WORK TASK: Return every line of the data below that includes the string "EnvError".
* * * *
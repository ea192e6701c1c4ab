//! Sign-up, login, logout and the dashboard.

use axum::{
    extract::State,
    http::StatusCode,
    response::{IntoResponse, Redirect, Response},
    Form,
};
use axum_extra::extract::cookie::CookieJar;
use tracing::info;

use service::auth::{
    domain::{LoginInput, RegisterInput},
    errors::AuthError,
};

use crate::errors::AppError;
use crate::flash;
use crate::pages::{render, DashboardPage, LoginPage, SignupPage};
use crate::session::{self, MaybeUser, LOGIN_PATH};
use crate::state::ServerState;

pub async fn signup_form(user: MaybeUser, jar: CookieJar) -> Result<Response, AppError> {
    let (jar, flash) = flash::take(jar);
    let page = SignupPage { flash, username: user.username(), new_username: String::new(), error: None };
    Ok((jar, render(&page)?).into_response())
}

/// Create the account, then log the new user in and send them to the login
/// page.
pub async fn signup(
    State(state): State<ServerState>,
    jar: CookieJar,
    Form(input): Form<RegisterInput>,
) -> Result<Response, AppError> {
    let svc = state.auth_service();
    let password = input.password1.clone();
    let requested = input.username.clone();
    let user = match svc.register(input).await {
        Ok(user) => user,
        Err(e @ (AuthError::Validation(_) | AuthError::Conflict)) => {
            let status = if matches!(e, AuthError::Conflict) { StatusCode::CONFLICT } else { StatusCode::BAD_REQUEST };
            let page = SignupPage { flash: None, username: None, new_username: requested, error: Some(e.to_string()) };
            return Ok((status, render(&page)?).into_response());
        }
        Err(e) => return Err(e.into()),
    };
    let auth = svc.login(LoginInput { username: user.username, password }).await?;
    let jar = match auth.token {
        Some(token) => session::start(jar, token),
        None => jar,
    };
    Ok((jar, Redirect::to(LOGIN_PATH)).into_response())
}

pub async fn login_form(user: MaybeUser, jar: CookieJar) -> Result<Response, AppError> {
    let (jar, flash) = flash::take(jar);
    let page = LoginPage { flash, username: user.username(), login_name: String::new(), error: None };
    Ok((jar, render(&page)?).into_response())
}

pub async fn login(
    State(state): State<ServerState>,
    jar: CookieJar,
    Form(input): Form<LoginInput>,
) -> Result<Response, AppError> {
    let login_name = input.username.clone();
    match state.auth_service().login(input).await {
        Ok(auth) => {
            info!(user_id = %auth.user.id, "session_started");
            let jar = match auth.token {
                Some(token) => session::start(jar, token),
                None => jar,
            };
            Ok((jar, Redirect::to("/events/")).into_response())
        }
        Err(e @ AuthError::Unauthorized) => {
            let page = LoginPage { flash: None, username: None, login_name, error: Some(e.to_string()) };
            Ok((StatusCode::UNAUTHORIZED, render(&page)?).into_response())
        }
        Err(e) => Err(e.into()),
    }
}

pub async fn logout(jar: CookieJar) -> Response {
    (session::end(jar), Redirect::to(LOGIN_PATH)).into_response()
}

pub async fn dashboard(user: MaybeUser, jar: CookieJar) -> Result<Response, AppError> {
    let (jar, flash) = flash::take(jar);
    let page = DashboardPage { flash, username: user.username() };
    Ok((jar, render(&page)?).into_response())
}
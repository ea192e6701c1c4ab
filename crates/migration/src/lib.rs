//! Migrator registering entity-specific migrations in dependency order.
//! Indexes are applied last.
pub use sea_orm_migration::prelude::*;

mod m20220101_000001_create_user;
mod m20220101_000002_create_user_credentials;
mod m20220101_000003_create_event;
mod m20220101_000004_create_participant;
mod m20220101_000005_create_event_participant;
mod m20220101_000006_add_indexes;

pub struct Migrator;

#[async_trait::async_trait]
impl MigratorTrait for Migrator {
    fn migrations() -> Vec<Box<dyn MigrationTrait>> {
        vec![
            Box::new(m20220101_000001_create_user::Migration),
            Box::new(m20220101_000002_create_user_credentials::Migration),
            Box::new(m20220101_000003_create_event::Migration),
            Box::new(m20220101_000004_create_participant::Migration),
            Box::new(m20220101_000005_create_event_participant::Migration),
            // Indexes should always be applied last
            Box::new(m20220101_000006_add_indexes::Migration),
        ]
    }
}
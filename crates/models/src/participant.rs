use sea_orm::{entity::prelude::*, ConnectionTrait, Set, SqlErr};
use uuid::Uuid;
use chrono::Utc;
use serde::{Deserialize, Serialize};

use crate::errors::{check_len, ModelError};
use crate::{event, event_participant};

#[derive(Clone, Debug, PartialEq, DeriveEntityModel, Serialize, Deserialize)]
#[sea_orm(table_name = "participant")]
pub struct Model {
    #[sea_orm(primary_key, auto_increment = false)]
    pub id: Uuid,
    pub name: String,
    pub email: String,
    pub created_at: DateTimeWithTimeZone,
}

#[derive(Copy, Clone, Debug, EnumIter)]
pub enum Relation {
    Registrations,
}

impl RelationTrait for Relation {
    fn def(&self) -> RelationDef {
        match self { Relation::Registrations => Entity::has_many(event_participant::Entity).into() }
    }
}

impl Related<event_participant::Entity> for Entity {
    fn to() -> RelationDef { Relation::Registrations.def() }
}

impl Related<event::Entity> for Entity {
    fn to() -> RelationDef { event_participant::Relation::Event.def() }

    fn via() -> Option<RelationDef> { Some(event_participant::Relation::Participant.def().rev()) }
}

impl ActiveModelBehavior for ActiveModel {}

pub const NAME_MAX_LEN: usize = 200;
pub const EMAIL_MAX_LEN: usize = 254;

pub fn validate_identity(name: &str, email: &str) -> Result<(), ModelError> {
    check_len("name", name, NAME_MAX_LEN)?;
    check_len("email", email, EMAIL_MAX_LEN)
}

pub async fn find_by_identity<C: ConnectionTrait>(db: &C, name: &str, email: &str) -> Result<Option<Model>, ModelError> {
    Ok(Entity::find()
        .filter(Column::Name.eq(name))
        .filter(Column::Email.eq(email))
        .one(db)
        .await?)
}

/// Look up the participant by `(name, email)`, inserting it on first sight.
/// The boolean is `true` when a row was created. Must not run inside a
/// transaction: a lost insert race is resolved by re-reading the winner's row.
pub async fn find_or_create<C: ConnectionTrait>(db: &C, name: &str, email: &str) -> Result<(Model, bool), ModelError> {
    validate_identity(name, email)?;
    if let Some(found) = find_by_identity(db, name, email).await? {
        return Ok((found, false));
    }
    let am = ActiveModel {
        id: Set(Uuid::new_v4()),
        name: Set(name.to_string()),
        email: Set(email.to_string()),
        created_at: Set(Utc::now().into()),
    };
    match am.insert(db).await {
        Ok(created) => Ok((created, true)),
        Err(e) if matches!(e.sql_err(), Some(SqlErr::UniqueConstraintViolation(_))) => {
            let winner = find_by_identity(db, name, email)
                .await?
                .ok_or(ModelError::NotFound("participant"))?;
            Ok((winner, false))
        }
        Err(e) => Err(e.into()),
    }
}
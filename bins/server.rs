use dotenvy::dotenv;
use tracing::{error, info};
use uuid::Uuid;

fn init_logging() {
    // .env first so RUST_LOG and LOG_FORMAT apply
    dotenv().ok();
    common::utils::logging::init_logging_from_env();
    info!(service = "event_hub", event = "logger_init", "tracing subscriber initialized");
}

fn main() -> std::process::ExitCode {
    init_logging();

    let service_id = Uuid::new_v4();
    let pid = std::process::id();
    let version = env!("CARGO_PKG_VERSION");

    std::panic::set_hook(Box::new({
        let service_id = service_id;
        move |info| {
            error!(
                service = "event_hub",
                event = "panic",
                %service_id,
                pid,
                message = %info,
                "unhandled panic occurred"
            );
        }
    }));

    let cfg = match server::startup::load_config() {
        Ok(cfg) => cfg,
        Err(e) => {
            error!(service = "event_hub", event = "config_invalid", error = %e, "failed to load configuration");
            return std::process::ExitCode::FAILURE;
        }
    };
    let worker_threads = cfg.server.worker_threads;

    let mut builder = tokio::runtime::Builder::new_multi_thread();
    builder.enable_all();
    if let Some(w) = worker_threads { builder.worker_threads(w); }

    let rt = match builder.build() {
        Ok(rt) => rt,
        Err(e) => {
            error!(service = "event_hub", event = "runtime_build_failed", error = %e, "failed to build tokio runtime");
            return std::process::ExitCode::FAILURE;
        }
    };

    info!(
        service = "event_hub",
        event = "start",
        %service_id,
        pid,
        version,
        threads = worker_threads.unwrap_or_default(),
        "event hub starting"
    );

    rt.block_on(async move {
        let server_task = tokio::spawn(server::run(cfg));

        tokio::select! {
            res = server_task => match res {
                Ok(Ok(())) => {
                    info!(service = "event_hub", event = "stop", %service_id, pid, "server stopped normally");
                    std::process::ExitCode::SUCCESS
                }
                Ok(Err(e)) => {
                    error!(service = "event_hub", event = "run_failed", error = %e, "server::run returned error");
                    std::process::ExitCode::FAILURE
                }
                Err(e) => {
                    error!(service = "event_hub", event = "task_join_error", error = %e, "server task join error");
                    std::process::ExitCode::FAILURE
                }
            },
            _ = tokio::signal::ctrl_c() => {
                info!(service = "event_hub", event = "shutdown_signal", %service_id, pid, "received Ctrl+C, shutting down");
                std::process::ExitCode::SUCCESS
            }
        }
    })
}
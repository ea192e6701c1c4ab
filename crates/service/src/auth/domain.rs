use serde::{Deserialize, Serialize};
use uuid::Uuid;

/// Sign-up input: the password is typed twice.
#[derive(Debug, Clone, Serialize, Deserialize)]
pub struct RegisterInput {
    pub username: String,
    pub password1: String,
    pub password2: String,
}

/// Login input
#[derive(Debug, Clone, Serialize, Deserialize)]
pub struct LoginInput {
    pub username: String,
    pub password: String,
}

/// Domain user (business view)
#[derive(Debug, Clone, PartialEq, Serialize, Deserialize)]
pub struct AuthUser {
    pub id: Uuid,
    pub username: String,
}

/// Domain credentials (hashed)
#[derive(Debug, Clone, Serialize, Deserialize)]
pub struct Credentials {
    pub user_id: Uuid,
    pub password_hash: String,
    pub password_algorithm: String,
}

/// Login result (session)
#[derive(Debug, Clone, Serialize, Deserialize)]
pub struct AuthSession {
    pub user: AuthUser,
    pub token: Option<String>,
}
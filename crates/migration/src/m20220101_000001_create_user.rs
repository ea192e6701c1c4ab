//! Create `user` table.
//!
//! Accounts that own events; credentials live in `user_credentials`.
use sea_orm_migration::{prelude::*, schema::*};

#[derive(DeriveMigrationName)]
pub struct Migration;

#[async_trait::async_trait]
impl MigrationTrait for Migration {
    async fn up(&self, manager: &SchemaManager) -> Result<(), DbErr> {
        manager
            .create_table(
                Table::create()
                    .table(User::Table)
                    .if_not_exists()
                    .col(uuid(User::Id).primary_key())
                    .col(string_len(User::Username, 150).unique_key().not_null())
                    .col(timestamp_with_time_zone(User::CreatedAt).not_null())
                    .col(timestamp_with_time_zone(User::UpdatedAt).not_null())
                    .to_owned(),
            )
            .await
    }

    async fn down(&self, manager: &SchemaManager) -> Result<(), DbErr> {
        manager.drop_table(Table::drop().table(User::Table).to_owned()).await
    }
}

#[derive(DeriveIden)]
enum User { Table, Id, Username, CreatedAt, UpdatedAt }
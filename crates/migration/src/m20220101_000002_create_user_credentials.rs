//! Create `user_credentials` table storing password hashes.
//! One row per user, linked via FK.
use sea_orm_migration::{prelude::*, schema::*};

#[derive(DeriveMigrationName)]
pub struct Migration;

#[async_trait::async_trait]
impl MigrationTrait for Migration {
    async fn up(&self, manager: &SchemaManager) -> Result<(), DbErr> {
        manager
            .create_table(
                Table::create()
                    .table(UserCredentials::Table)
                    .if_not_exists()
                    .col(uuid(UserCredentials::Id).primary_key())
                    .col(uuid(UserCredentials::UserId).unique_key().not_null())
                    .col(string_len(UserCredentials::PasswordHash, 255).not_null())
                    .col(string_len(UserCredentials::PasswordAlgorithm, 64).not_null())
                    .col(timestamp_with_time_zone(UserCredentials::CreatedAt).not_null())
                    .col(timestamp_with_time_zone(UserCredentials::UpdatedAt).not_null())
                    .foreign_key(
                        ForeignKey::create()
                            .name("fk_user_credentials_user")
                            .from(UserCredentials::Table, UserCredentials::UserId)
                            .to(User::Table, User::Id)
                            .on_delete(ForeignKeyAction::Cascade)
                            .on_update(ForeignKeyAction::Cascade),
                    )
                    .to_owned(),
            )
            .await
    }

    async fn down(&self, manager: &SchemaManager) -> Result<(), DbErr> {
        manager
            .drop_table(Table::drop().table(UserCredentials::Table).to_owned())
            .await
    }
}

#[derive(DeriveIden)]
enum UserCredentials {
    Table,
    Id,
    UserId,
    PasswordHash,
    PasswordAlgorithm,
    CreatedAt,
    UpdatedAt,
}

#[derive(DeriveIden)]
enum User { Table, Id }
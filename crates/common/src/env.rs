//! Environment/runtime helpers
//!
//! Sanity checks to ensure expected directories exist at startup.

use thiserror::Error;
use tracing::warn;

#[derive(Debug, Error)]
pub enum EnvError {
    #[error("{path} exists but is not a directory")]
    NotADirectory { path: String },
}

/// Check the static asset directory. A missing directory is only warned
/// about (pages still render without stylesheets); a path that points to a
/// regular file is an error.
pub async fn ensure_env(static_dir: &str) -> Result<(), EnvError> {
    match tokio::fs::metadata(static_dir).await {
        Ok(meta) if !meta.is_dir() => Err(EnvError::NotADirectory { path: static_dir.to_string() }),
        Ok(_) => Ok(()),
        Err(_) => {
            warn!(%static_dir, "static assets directory not found; /static requests will 404");
            Ok(())
        }
    }
}
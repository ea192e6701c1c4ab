use sea_orm::DatabaseConnection;
use chrono::{DateTime, Duration, Utc};

use crate::db::{connect_and_migrate, DatabaseConfig};
use crate::{event, user};


/// CRUD operations tests for all models
pub mod crud_tests;

/// Transaction handling and isolation tests
pub mod transaction_tests;

/// Fresh, fully migrated in-memory database.
pub(crate) async fn setup_test_db() -> anyhow::Result<DatabaseConnection> {
    connect_and_migrate(&DatabaseConfig::sqlite_memory()).await
}

pub(crate) async fn seed_user(db: &DatabaseConnection, username: &str) -> anyhow::Result<user::Model> {
    Ok(user::create(db, username).await?)
}

pub(crate) fn new_event(owner: &user::Model, title: &str, date: DateTime<Utc>, max: i32) -> event::NewEvent {
    event::NewEvent {
        user_id: owner.id,
        title: title.to_string(),
        description: format!("{title} description"),
        date,
        location: "Main hall".to_string(),
        max_participants: max,
    }
}

pub(crate) fn in_days(days: i64) -> DateTime<Utc> {
    Utc::now() + Duration::days(days)
}
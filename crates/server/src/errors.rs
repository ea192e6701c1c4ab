use axum::http::StatusCode;
use axum::response::{Html, IntoResponse, Response};
use thiserror::Error;
use tracing::error;

use models::errors::ModelError;
use service::{auth::errors::AuthError, errors::ServiceError};

use crate::pages::{render, ErrorPage};

/// Handler failure rendered as an HTML error page.
#[derive(Debug, Error)]
pub enum AppError {
    #[error("{0}")]
    NotFound(String),
    #[error("{0}")]
    BadRequest(String),
    #[error("{0}")]
    Unauthorized(String),
    #[error("{0}")]
    Conflict(String),
    #[error("internal error: {0}")]
    Internal(String),
}

impl AppError {
    pub fn status(&self) -> StatusCode {
        match self {
            AppError::NotFound(_) => StatusCode::NOT_FOUND,
            AppError::BadRequest(_) => StatusCode::BAD_REQUEST,
            AppError::Unauthorized(_) => StatusCode::UNAUTHORIZED,
            AppError::Conflict(_) => StatusCode::CONFLICT,
            AppError::Internal(_) => StatusCode::INTERNAL_SERVER_ERROR,
        }
    }

    pub fn not_found() -> Self { AppError::NotFound("Page not found".into()) }
}

impl From<ServiceError> for AppError {
    fn from(e: ServiceError) -> Self {
        match e {
            ServiceError::NotFound(_) | ServiceError::Model(ModelError::NotFound(_)) => AppError::not_found(),
            ServiceError::Validation(msg) | ServiceError::Model(ModelError::Validation(msg)) => AppError::BadRequest(msg),
            other => AppError::Internal(other.to_string()),
        }
    }
}

impl From<AuthError> for AppError {
    fn from(e: AuthError) -> Self {
        match e {
            AuthError::Validation(msg) => AppError::BadRequest(msg),
            AuthError::Conflict => AppError::Conflict(AuthError::Conflict.to_string()),
            AuthError::Unauthorized => AppError::Unauthorized(AuthError::Unauthorized.to_string()),
            other => AppError::Internal(format!("[{}] {}", other.code(), other)),
        }
    }
}

impl From<askama::Error> for AppError {
    fn from(e: askama::Error) -> Self { AppError::Internal(format!("template: {e}")) }
}

impl IntoResponse for AppError {
    fn into_response(self) -> Response {
        let status = self.status();
        let message = match &self {
            AppError::Internal(detail) => {
                error!(error = %detail, "request failed");
                "Something went wrong. Please try again later.".to_string()
            }
            other => other.to_string(),
        };
        let page = ErrorPage { flash: None, username: None, status: status.as_u16(), message };
        match render(&page) {
            Ok(html) => (status, html).into_response(),
            Err(_) => (status, Html(page.message)).into_response(),
        }
    }
}
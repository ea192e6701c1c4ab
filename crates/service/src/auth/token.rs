//! Session token format: HS256 JWT carried in the `auth_token` cookie.

use chrono::{Duration, Utc};
use jsonwebtoken::{decode, encode, Algorithm, DecodingKey, EncodingKey, Header, Validation};
use serde::{Deserialize, Serialize};
use uuid::Uuid;

use super::domain::AuthUser;
use super::errors::AuthError;

#[derive(Debug, Clone, Serialize, Deserialize)]
pub struct SessionClaims {
    /// username
    pub sub: String,
    pub uid: Uuid,
    pub iat: usize,
    pub exp: usize,
}

impl SessionClaims {
    pub fn user(&self) -> AuthUser {
        AuthUser { id: self.uid, username: self.sub.clone() }
    }
}

pub fn issue(secret: &str, user: &AuthUser, ttl: Duration) -> Result<String, AuthError> {
    let now = Utc::now();
    let claims = SessionClaims {
        sub: user.username.clone(),
        uid: user.id,
        iat: now.timestamp() as usize,
        exp: (now + ttl).timestamp() as usize,
    };
    encode(&Header::new(Algorithm::HS256), &claims, &EncodingKey::from_secret(secret.as_bytes()))
        .map_err(|e| AuthError::TokenError(e.to_string()))
}

/// Verify signature and expiry.
pub fn verify(secret: &str, token: &str) -> Result<SessionClaims, AuthError> {
    let mut validation = Validation::new(Algorithm::HS256);
    validation.validate_exp = true;
    decode::<SessionClaims>(token, &DecodingKey::from_secret(secret.as_bytes()), &validation)
        .map(|data| data.claims)
        .map_err(|e| AuthError::TokenError(e.to_string()))
}
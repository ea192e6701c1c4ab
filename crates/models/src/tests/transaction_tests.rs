use super::{in_days, new_event, seed_user, setup_test_db};
use crate::{event, event_participant, participant};
use sea_orm::TransactionTrait;
use anyhow::Result;

/// Seat + link committed together
#[tokio::test]
async fn test_transaction_commit() -> Result<()> {
    let db = setup_test_db().await?;
    let owner = seed_user(&db, "tx_commit").await?;
    let ev = event::create(&db, new_event(&owner, "Commit", in_days(1), 3)).await?;
    let (p, _) = participant::find_or_create(&db, "Dee", "dee@example.com").await?;

    let txn = db.begin().await?;
    assert!(event::reserve_seat(&txn, ev.id).await?);
    assert!(event_participant::link(&txn, ev.id, p.id).await?);
    txn.commit().await?;

    let ev = event::find(&db, ev.id).await?.unwrap();
    assert_eq!(ev.num_participants, 1);
    assert_eq!(event::count_participants(&db, ev.id).await?, 1);
    Ok(())
}

/// Rolling back undoes the counter increment as well as the join row
#[tokio::test]
async fn test_transaction_rollback() -> Result<()> {
    let db = setup_test_db().await?;
    let owner = seed_user(&db, "tx_rollback").await?;
    let ev = event::create(&db, new_event(&owner, "Rollback", in_days(1), 3)).await?;
    let (p, _) = participant::find_or_create(&db, "Eve", "eve@example.com").await?;

    let txn = db.begin().await?;
    assert!(event::reserve_seat(&txn, ev.id).await?);
    assert!(event_participant::link(&txn, ev.id, p.id).await?);
    txn.rollback().await?;

    let ev = event::find(&db, ev.id).await?.unwrap();
    assert_eq!(ev.num_participants, 0);
    assert_eq!(event::count_participants(&db, ev.id).await?, 0);
    Ok(())
}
* * * *
REPLY TO THE EXERCISE:
pub enum EnvError {
pub async fn ensure_env(static_dir: &str) -> Result<(), EnvError> {
        Ok(meta) if !meta.is_dir() => Err(EnvError::NotADirectory { path: static_dir.to_string() }),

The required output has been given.